7.1 When the epiphany came as it tends to near the end of one's life, Bienvenido Senior saw his dead mother in a wreath of light at the foot of his bed and, fearing for his life, followed her out of his house in Daly City, along the silent avenues, and into a grocery market, losing her somewhere among the fruits and vegetables. Standing there barefoot and stupidly in his pajamas at three in the morning, he wept into the broccoli and the cantaloupe, the memory of her toil spreading like those fields in a tarmac of blinding light.

7.2 Ben had begun bringing his mother's meals to his father, trying to arrive before his father could hit the evening bottle, and holding forth with a planned question. But the next night, his father said: I saw your grandmother last night. You don't have to worry about me.
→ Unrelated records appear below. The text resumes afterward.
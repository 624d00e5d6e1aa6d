//! Configuration loading
//!
//! Settings come from an optional TOML file with CLI/environment overrides
//! (CLI > env > file > defaults). Model identifiers, credentials and tool
//! server commands are opaque strings here; nothing validates their content
//! beyond shape.

use config::{Config, File};
use serde::{Deserialize, Serialize};
use std::collections::HashMap;

use crate::cli::Cli;

#[derive(Debug, Deserialize, Serialize)]
pub struct Settings {
    pub server: ServerSettings,
    /// Optional plan database; without it the save tool reports failure
    #[serde(default)]
    pub database: Option<DatabaseSettings>,
    /// LLM providers keyed by name ("openai", "gemini")
    #[serde(default)]
    pub providers: HashMap<String, LlmProviderSettings>,
    /// External MCP tool servers to spawn
    #[serde(default = "default_mcp_servers")]
    pub mcp_servers: Vec<McpServerSettings>,
    #[serde(default)]
    pub memory: MemorySettings,
}

#[derive(Debug, Deserialize, Serialize)]
pub struct ServerSettings {
    pub host: String,
    pub port: u16,
}

#[derive(Debug, Deserialize, Serialize, Clone)]
pub struct DatabaseSettings {
    /// Postgres connection URL
    pub url: String,
    #[serde(default = "default_max_connections")]
    pub max_connections: u32,
}

fn default_max_connections() -> u32 {
    5
}

/// Configuration for one LLM provider
#[derive(Debug, Deserialize, Serialize, Clone)]
pub struct LlmProviderSettings {
    /// Default model identifier
    pub model: String,
    /// Environment variable holding the API key
    #[serde(skip_serializing_if = "Option::is_none")]
    pub api_key_env: Option<String>,
    /// Override for the provider's API base URL
    #[serde(skip_serializing_if = "Option::is_none")]
    pub base_url: Option<String>,
    #[serde(skip_serializing_if = "Option::is_none")]
    pub temperature: Option<f32>,
    #[serde(skip_serializing_if = "Option::is_none")]
    pub max_tokens: Option<u32>,
}

/// Configuration for an external MCP tool server (stdio transport)
#[derive(Debug, Deserialize, Serialize, Clone)]
pub struct McpServerSettings {
    /// Unique name for this server connection
    pub name: String,
    /// Command to spawn
    pub command: String,
    #[serde(default)]
    pub args: Vec<String>,
    /// Extra environment for the spawned process
    #[serde(default)]
    pub env: HashMap<String, String>,
    #[serde(default = "default_enabled")]
    pub enabled: bool,
    /// Per-request timeout in seconds
    #[serde(default = "default_mcp_timeout")]
    pub timeout_seconds: u64,
}

fn default_enabled() -> bool {
    true
}

fn default_mcp_timeout() -> u64 {
    60
}

/// The browser automation server every deployment carries by default
fn default_mcp_servers() -> Vec<McpServerSettings> {
    vec![McpServerSettings {
        name: "playwright".to_string(),
        command: "npx".to_string(),
        args: vec!["@playwright/mcp@latest".to_string()],
        env: HashMap::new(),
        enabled: true,
        timeout_seconds: default_mcp_timeout(),
    }]
}

#[derive(Debug, Deserialize, Serialize, Clone)]
pub struct MemorySettings {
    /// Most recent messages kept per session
    #[serde(default = "default_max_messages")]
    pub max_messages: usize,
}

fn default_max_messages() -> usize {
    50
}

impl Default for MemorySettings {
    fn default() -> Self {
        Self {
            max_messages: default_max_messages(),
        }
    }
}

impl Settings {
    /// Create settings from CLI arguments (config file plus CLI overrides)
    pub fn new_with_cli(cli: &Cli) -> Result<Self, anyhow::Error> {
        let s = Config::builder()
            .add_source(File::from(cli.config.clone()).required(false))
            .set_default("server.host", "0.0.0.0")?
            .set_default("server.port", 8090)?
            .build()?;

        let mut settings: Settings = s.try_deserialize()?;
        settings.apply_cli_overrides(cli);

        Ok(settings)
    }

    fn apply_cli_overrides(&mut self, cli: &Cli) {
        if let Some(host) = &cli.host {
            self.server.host = host.clone();
        }
        if let Some(port) = cli.port {
            self.server.port = port;
        }
        if let Some(url) = &cli.database_url {
            self.database = Some(DatabaseSettings {
                url: url.clone(),
                max_connections: default_max_connections(),
            });
        }
    }
}

#[cfg(test)]
mod tests {
    use super::*;
    use clap::Parser;

    #[test]
    fn defaults_apply_without_a_config_file() {
        let cli = Cli::parse_from(["forexai", "--config", "/nonexistent/forexai.toml"]);
        let settings = Settings::new_with_cli(&cli).unwrap();
        assert_eq!(settings.server.port, 8090);
        assert_eq!(settings.memory.max_messages, 50);
        assert_eq!(settings.mcp_servers.len(), 1);
        assert_eq!(settings.mcp_servers[0].name, "playwright");
        assert_eq!(settings.mcp_servers[0].command, "npx");
    }

    #[test]
    fn cli_overrides_win() {
        let cli = Cli::parse_from([
            "forexai",
            "--config",
            "/nonexistent/forexai.toml",
            "--port",
            "9999",
            "--host",
            "127.0.0.1",
        ]);
        let settings = Settings::new_with_cli(&cli).unwrap();
        assert_eq!(settings.server.port, 9999);
        assert_eq!(settings.server.host, "127.0.0.1");
    }
}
I know what I have to do now.

7.3 Bienvenido Senior went to church, made his confession, tossed his whiskey habit, and organized a plan to build a new church in his old village.

7.4 Years later, Ben Junior would travel to the Philippines to visit his father, buried next to the church he had struggled to build with his bare hands during those years of martial law. Ben lit a candle in the church and sat to contemplate the rebellious zeal of their separate passions.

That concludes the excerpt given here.